Arrabal nunca estuvo confiado y siempre creyó podía ser una trampa de
la tropa lésbica para lincharlo o castrarlo, o peor, para castrarlo
primero y luego lincharlo. No obstante, asegura que al otro día desde
las seis de la tarde estaba en su apartamento la tribu de 8 tríbadas
listas para el acto sacrificial, pero así y todo Arrabal no confiaba,
podía ser un plan de las aguerridas combatientes de la izquierda
parisina para, dos pájaros de un tiro, deshacerse de él y de Dalí, o al
menos de sus respectivos apéndices viriles.
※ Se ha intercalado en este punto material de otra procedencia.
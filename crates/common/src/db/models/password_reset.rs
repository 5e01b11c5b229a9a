//! Password reset token entity
//!
//! Only the sha256 digest of the token is stored; the raw token goes to the
//! user out of band.

use sea_orm::entity::prelude::*;
use serde::{Deserialize, Serialize};

#[derive(Clone, Debug, PartialEq, Eq, DeriveEntityModel, Serialize, Deserialize)]
#[sea_orm(table_name = "password_resets")]
pub struct Model {
    #[sea_orm(primary_key, auto_increment = false)]
    pub id: Uuid,

    pub user_id: Uuid,

    #[sea_orm(column_type = "Text")]
    pub token_hash: String,

    pub expires_at: DateTimeWithTimeZone,

    pub created_at: DateTimeWithTimeZone,
}

impl Model {
    /// Check if the token has expired
    pub fn is_expired(&self) -> bool {
        use chrono::Utc;
        self.expires_at < DateTimeWithTimeZone::from(Utc::now())
    }
}

#[derive(Copy, Clone, Debug, EnumIter, DeriveRelation)]
pub enum Relation {
    #[sea_orm(
        belongs_to = "super::profile::Entity",
        from = "Column::UserId",
        to = "super::profile::Column::Id"
    )]
    Profile,
}

impl Related<super::profile::Entity> for Entity {
    fn to() -> RelationDef {
        Relation::Profile.def()
    }
}

impl ActiveModelBehavior for ActiveModel {}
Confiesa Arrabal que lo más
complejo fue encontrar una cuerda, que terminó comprando en un pequeño
mercado de purgas cercano, que diera para maniatar firmemente a las ocho
maoístas, la maniobra misma de maniatar a las maoístas, se dice torpe
para cierta labores manuales, y que finalmente, con la ayuda eficaz de
su esposa, terminó amarrando convenientemente a la dote de esclavas
caídas como del cielo.
Alquiló un coche de caballos y legó frente al lujoso hotel donde
vivía el Divino, y nada más bajar con su cordillera de maoístas, que
trabajosamente marchaban entre hoscas y curiosas, el portero, un negro
inmenso, no le dejó ni hablar y dijo, sí, ya sé, para la habitación
imperial del Gran Dalí, yo les conduzco, por aquí, por favor, por aquí,
cuidado con las esclavas, no se lastimen, y que una maoísta, seguro la
más comprometida con la causa de los humildes del mundo, le lanzó un
furioso escupitajo al negro, y que éste, sin perder la compostura, y sin
limpiarse, dijo, no se preocupe Sr. así suelen ser las esclavas.
En la habitación fueron recibidos por Dalí y Gala. Con ellos había
otro negro inmenso, en traje militar lleno de entorchados y medallas, y
al que Dalí llamaba como su Jefe de la Guerra, además de Luis XVI, una
vieja destentada, tapada hasta el cuello, y acostada en una cama estilo
imperio, y que a cada momento se sentaba levemente para beber largo de
un botellón de Wiskey ubicado sobre un artilugio de cedro en el
centro mismo de la cama. Luis XVI no hablaba, sólo bebía y sonreía como
lo que era, un rey o una reina.
Dalí ordenó al Jefe de la Guerra desatar a las esclavas. Arrabal, el
temor aún reflejado en sus ojos, el temor reflejado tras el reflejo de
las copas de tinto italiano del Café Borges, y acto seguido ordenó a la
primera lesbiana para que mostrara el trasero, unas nalgas blancas y
tersas, recuerda Arrabal, y que acto seguido empezó a azotarla sin
piedad con un pesado látigo de cuero negro y siete lenguas, bifurcándose
cada una en otras siete, bifurcaciones borgeanas, extraído de un cofre
de plata, incrustado en pedrerías, y que se dijo, ahora va a iniciar la
revuelta lésbica, mañana estaremos en la primera plana de todos los
periódicos parisinos, pero no, la azotó hasta la primera sangre, Gala
daba moderados saltitos de entusiasmo, Gala la mujer que hizo a Dalí,
dijo Arrabal tras un trago largo, y así fue sacando la sangre de cada
uno de los ocho traseros maoístas, bajo la atenta, escrutadora mirada
del Jefe de la Guerra, sin una protesta por parte de las militantes,
salvo unos quejidos y unos siseos, a medio camino entre el dolor y el
placer, con cada caída, restallar del látigo en los heroicos traseros
revolucionarios.
Agregó Arrabal que al otro día el Jefe de la Guerra fue a recogerle a
su apartamento por órdenes del Divino y llevado a una mansión a las
afueras de París. Allí en torno a una piscina había unas veinte
prostitutas follando con perros, una lo hacía con un enorme mono, otra
con un caballo y, sobre todo, decía, follaban entre ellas, en tanto Gala
y Dalí observaban el escenario de la batalla desde dos tronos dorados.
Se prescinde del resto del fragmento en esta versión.